■ WORK TO BE COMPLETED
Range to output from the entries below: the line containing "fn fmt(&self, f: &mut" through the line containing "pub struct ReportRequest". Set it down exactly, ends included, nothing else.

■ PROVIDED RECORDS
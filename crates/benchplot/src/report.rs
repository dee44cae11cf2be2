//! 図種ごとの集計と描画の振り分け

use std::fmt;
use std::path::PathBuf;
use std::str::FromStr;

use benchplot_core::coverage::{self, CoverageMatrix};
use benchplot_core::loader::{self, LoadRequest};
use benchplot_core::output::{self, OutputNaming};
use benchplot_core::{Column, ConfigError, LoadError, PlotConfig, Table, aggregate};

use crate::export;
use crate::render::{CoverageTable, LinePlot, RenderContext, RenderError};

/// 出力する図の種類
#[derive(Debug, Clone, Copy, PartialEq, Eq)]
pub enum PlotType {
    NodeGen,
    NodeExp,
    Cpu,
    CoverageTable,
    CoveragePlot,
    Par10,
    TimeLimitCpu,
    NodeGenDiff,
    FixedBaseline,
}

impl PlotType {
    pub const ALL: [PlotType; 9] = [
        PlotType::NodeGen,
        PlotType::NodeExp,
        PlotType::Cpu,
        PlotType::CoverageTable,
        PlotType::CoveragePlot,
        PlotType::Par10,
        PlotType::TimeLimitCpu,
        PlotType::NodeGenDiff,
        PlotType::FixedBaseline,
    ];

    /// CLI とファイル名で使う名前
    pub fn as_str(self) -> &'static str {
        match self {
            PlotType::NodeGen => "nodeGen",
            PlotType::NodeExp => "nodeExp",
            PlotType::Cpu => "cpu",
            PlotType::CoverageTable => "coveragetb",
            PlotType::CoveragePlot => "coverageplt",
            PlotType::Par10 => "par10",
            PlotType::TimeLimitCpu => "timelimitcpu",
            PlotType::NodeGenDiff => "nodeGenDiff",
            PlotType::FixedBaseline => "fixedbaseline",
        }
    }
}

impl fmt::Display for PlotType {
    fn fmt(&self, f: &mut fmt::Formatter<'_>) -> fmt::Result {
        f.write_str(self.as_str())
    }
}

impl FromStr for PlotType {
    type Err = String;

    fn from_str(s: &str) -> Result<Self, Self::Err> {
        PlotType::ALL.into_iter().find(|t| t.as_str() == s).ok_or_else(|| {
            let names: Vec<&str> = PlotType::ALL.iter().map(|t| t.as_str()).collect();
            format!("unknown plot type {s:?} (expected one of: {})", names.join(", "))
        })
    }
}

#[derive(thiserror::Error, Debug)]
pub enum ReportError {
    #[error(transparent)]
    Config(#[from] ConfigError),
    #[error(transparent)]
    Load(#[from] LoadError),
    #[error(transparent)]
    Render(#[from] RenderError),
    #[error("failed to write {}: {source}", .path.display())]
    Io {
        path: PathBuf,
        #[source]
        source: std::io::Error,
    },
}

/// 1回の実行条件
#[derive(Debug, Clone)]
pub struct ReportRequest {
    pub domain: String,
    pub subdomain: String,
    pub bound_start: f64,
    pub bound_end: f64,
    pub size: u32,
    pub plot_type: PlotType,
    pub heuristic: String,
    pub out_time: Option<String>,
    pub out_suffix: Option<String>,
    pub removed: Vec<String>,
    /// 未指定時は設定の `baseline`
    pub baseline: Option<String>,
    pub results_root: PathBuf,
    pub plots_root: PathBuf,
    pub dump_csv: bool,
}

#[derive(Debug, Clone)]
pub struct ReportOutput {
    /// 書き出したファイル（図、CSV の順）
    pub files: Vec<PathBuf>,
    /// 描画に使ったテーブルの行数
    pub rows: usize,
}

/// 結果を読み込み、図種に応じて集計・描画する
pub fn run(req: &ReportRequest, config: &PlotConfig) -> Result<ReportOutput, ReportError> {
    let domain = config.domain(&req.domain)?;
    let subdomain = config.subdomain(&req.domain, &req.subdomain)?;
    let valid_bounds = config.valid_bounds(&req.domain, &req.subdomain)?;
    let algorithms = config.algorithms(&req.removed);
    let keys: Vec<&str> = algorithms.iter().map(|a| a.key.as_str()).collect();

    let heuristic = domain.heuristic_dir.then_some(req.heuristic.as_str());
    let load = LoadRequest {
        input_dir: loader::input_dir(&req.results_root, &req.domain, &req.subdomain, heuristic),
        algorithms: keys.clone(),
        bound_start: req.bound_start,
        bound_end: req.bound_end,
        valid_bounds: &valid_bounds,
        exact_size: domain.exact_size.then_some(req.size),
    };
    let raw = Table::from_observations(&loader::load_observations(&load)?);
    if raw.is_empty() {
        log::warn!("no results matched the requested bounds");
    }

    let naming = OutputNaming {
        domain: &req.domain,
        subdomain: &req.subdomain,
        size: req.size,
        heuristic: &req.heuristic,
        out_time: req.out_time.as_deref(),
        out_suffix: req.out_suffix.as_deref(),
        removed: &req.removed,
        size_in_name: domain.size_in_name,
        heuristic_in_name: subdomain.heuristic_in_name,
    };
    let dir = naming.directory(&req.plots_root);
    output::ensure_dir(&dir).map_err(|source| ReportError::Io { path: dir.clone(), source })?;
    let stem = format!("{}{}", naming.prefix(&output::timestamp_now()), req.plot_type);
    let title = subdomain.render_title(req.size, &req.heuristic);
    let total = domain.total_instances;
    let labels = &config.labels;

    let mut ctx = RenderContext::default();
    let line = |table: &Table, y: Column, y_label: &str| LinePlot {
        title: title.clone(),
        y_label: y_label.to_string(),
        ..LinePlot::from_table(table, Column::Bound, y, config)
    };

    let table = match req.plot_type {
        PlotType::NodeGen | PlotType::NodeExp | PlotType::Cpu => {
            let (column, label) = match req.plot_type {
                PlotType::NodeGen => (Column::NodeGen, &labels.node_gen),
                PlotType::NodeExp => (Column::NodeExp, &labels.node_exp),
                _ => (Column::Cpu, &labels.cpu),
            };
            let table = aggregate::all_solved(&raw);
            ctx.render(&line(&table, column, label), &dir, &stem)?;
            table
        }
        PlotType::CoverageTable => {
            let matrix = CoverageMatrix::build(&raw, &keys, total);
            print!("{}", matrix.relabel(|key| config.display_name(key).to_string()));
            ctx.render(&CoverageTable::new(&matrix, title.clone(), config), &dir, &stem)?;
            raw
        }
        PlotType::CoveragePlot => {
            let plot = LinePlot {
                title: title.clone(),
                ..LinePlot::from_coverage(&coverage::coverage_series(&raw), total, config)
            };
            ctx.render(&plot, &dir, &stem)?;
            raw
        }
        PlotType::Par10 => {
            let table = aggregate::par10(&raw, total);
            let plot = LinePlot {
                show_solved_instances: false,
                ..line(&table, Column::Cpu, &labels.par10)
            };
            ctx.render(&plot, &dir, &stem)?;
            table
        }
        PlotType::TimeLimitCpu => {
            let table = aggregate::time_limit(&raw, total, config.time_limit_secs);
            let plot = LinePlot {
                show_solved_instances: false,
                ..line(&table, Column::Cpu, &labels.time_limit_cpu)
            };
            ctx.render(&plot, &dir, &stem)?;
            table
        }
        PlotType::NodeGenDiff | PlotType::FixedBaseline => {
            let baseline = req.baseline.as_deref().unwrap_or(&config.baseline);
            let table = aggregate::baseline_relative(&raw, baseline);
            let baseline_name = config.display_name(baseline);
            let plot = if req.plot_type == PlotType::NodeGenDiff {
                line(&table, Column::NodeGenDiff, &labels.node_gen_diff.replace("baseline", baseline_name))
            } else {
                LinePlot {
                    use_log_scale: false,
                    ..line(&table, Column::NodeGenDiff, &labels.fixed_baseline.replace("baseline", baseline_name))
                        .map_y(f64::log10)
                }
            };
            ctx.render(&plot, &dir, &stem)?;
            table
        }
    };

    let mut files = ctx.finish();
    if req.dump_csv {
        let path = dir.join(format!("{stem}.csv"));
        export::write_table_csv(&path, &table).map_err(|source| ReportError::Io {
            path: path.clone(),
            source,
        })?;
        files.push(path);
    }
    for file in &files {
        log::info!("wrote {}", file.display());
    }

    Ok(ReportOutput {
        files,
        rows: table.len(),
    })
}
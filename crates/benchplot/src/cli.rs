use std::path::PathBuf;

use clap::Parser;

use crate::report::{PlotType, ReportRequest};

#[derive(Parser, Debug, Clone)]
#[command(
    name = "benchplot",
    author,
    version,
    about = "探索アルゴリズムのベンチマーク結果を集計し、係数ごとの比較図を出力する"
)]
pub struct Cli {
    /// ドメイン (tile, pancake, vacuumworld, racetrack)
    #[arg(short = 'd', long, default_value = "tile")]
    pub domain: String,

    /// サブドメイン (uniform, heavy, inverse, regular, ...)
    #[arg(short = 's', long, default_value = "uniform")]
    pub subdomain: String,

    /// 読み込む係数の下限
    #[arg(short = 'b', long, default_value_t = 1.0)]
    pub bound_start: f64,

    /// 読み込む係数の上限
    #[arg(short = 'e', long, default_value_t = 100.0)]
    pub bound_end: f64,

    /// ドメインのサイズ (pancake の枚数など)
    #[arg(short = 'z', long, default_value_t = 4)]
    pub size: u32,

    /// 図の種類: nodeGen, nodeExp, cpu, coveragetb, coverageplt, par10, timelimitcpu,
    /// nodeGenDiff, fixedbaseline
    #[arg(short = 't', long, default_value = "nodeGen")]
    pub plot_type: PlotType,

    /// ヒューリスティック種別 (racetrack: euclidean/dijkstra, pancake: gap/gapm1/gapm2)
    #[arg(long = "heuristic-type", visible_alias = "ht", default_value = "euclidean")]
    pub heuristic_type: String,

    /// 出力ディレクトリの時刻タグ（指定時はファイル名のタイムスタンプを省く）
    #[arg(long)]
    pub out_time: Option<String>,

    /// 出力ファイル名の接尾辞
    #[arg(long)]
    pub out_suffix: Option<String>,

    /// 除外するアルゴリズム（複数指定可）
    #[arg(short = 'r', long = "remove-algorithm")]
    pub remove_algorithm: Vec<String>,

    /// 基準アルゴリズム（省略時: 設定の baseline）
    #[arg(long)]
    pub baseline: Option<String>,

    /// 設定ファイル (TOML / YAML / JSON)。省略時は組み込み設定
    #[arg(long)]
    pub config: Option<PathBuf>,

    /// 結果ファイルのルート
    #[arg(long, default_value = "results")]
    pub results_root: PathBuf,

    /// 図の出力ルート
    #[arg(long, default_value = "plots")]
    pub plots_root: PathBuf,

    /// 描画に使ったテーブルを CSV でも出力する
    #[arg(long)]
    pub dump_csv: bool,

    /// debug ログを有効化
    #[arg(long)]
    pub debug: bool,
}

impl Cli {
    pub fn log_level(&self) -> &'static str {
        if self.debug { "debug" } else { "info" }
    }

    pub fn to_request(&self) -> ReportRequest {
        ReportRequest {
            domain: self.domain.clone(),
            subdomain: self.subdomain.clone(),
            bound_start: self.bound_start,
            bound_end: self.bound_end,
            size: self.size,
            plot_type: self.plot_type,
            heuristic: self.heuristic_type.clone(),
            out_time: self.out_time.clone(),
            out_suffix: self.out_suffix.clone(),
            removed: self.remove_algorithm.clone(),
            baseline: self.baseline.clone(),
            results_root: self.results_root.clone(),
            plots_root: self.plots_root.clone(),
            dump_csv: self.dump_csv,
        }
    }
}

#[cfg(test)]
mod tests {
    use super::*;

    #[test]
    fn defaults_match_documented_values() {
        let cli = Cli::parse_from(["benchplot"]);
        assert_eq!(cli.domain, "tile");
        assert_eq!(cli.subdomain, "uniform");
        assert_eq!(cli.bound_start, 1.0);
        assert_eq!(cli.bound_end, 100.0);
        assert_eq!(cli.size, 4);
        assert_eq!(cli.plot_type, PlotType::NodeGen);
        assert_eq!(cli.heuristic_type, "euclidean");
        assert!(cli.remove_algorithm.is_empty());
        assert_eq!(cli.log_level(), "info");
    }

    #[test]
    fn repeated_removals_and_alias() {
        let cli = Cli::parse_from([
            "benchplot", "-d", "racetrack", "-s", "barto-bigger", "--ht", "dijkstra", "-r", "dps", "-r",
            "ees", "-t", "par10",
        ]);
        let req = cli.to_request();
        assert_eq!(req.heuristic, "dijkstra");
        assert_eq!(req.removed, vec!["dps", "ees"]);
        assert_eq!(req.plot_type, PlotType::Par10);
    }

    #[test]
    fn rejects_unknown_plot_type() {
        assert!(Cli::try_parse_from(["benchplot", "-t", "histogram"]).is_err());
    }
}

■ THE ANSWER
    fn fmt(&self, f: &mut fmt::Formatter<'_>) -> fmt::Result {
        f.write_str(self.as_str())
    }
}

impl FromStr for PlotType {
    type Err = String;

    fn from_str(s: &str) -> Result<Self, Self::Err> {
        PlotType::ALL.into_iter().find(|t| t.as_str() == s).ok_or_else(|| {
            let names: Vec<&str> = PlotType::ALL.iter().map(|t| t.as_str()).collect();
            format!("unknown plot type {s:?} (expected one of: {})", names.join(", "))
        })
    }
}

#[derive(thiserror::Error, Debug)]
pub enum ReportError {
    #[error(transparent)]
    Config(#[from] ConfigError),
    #[error(transparent)]
    Load(#[from] LoadError),
    #[error(transparent)]
    Render(#[from] RenderError),
    #[error("failed to write {}: {source}", .path.display())]
    Io {
        path: PathBuf,
        #[source]
        source: std::io::Error,
    },
}

/// 1回の実行条件
#[derive(Debug, Clone)]
pub struct ReportRequest {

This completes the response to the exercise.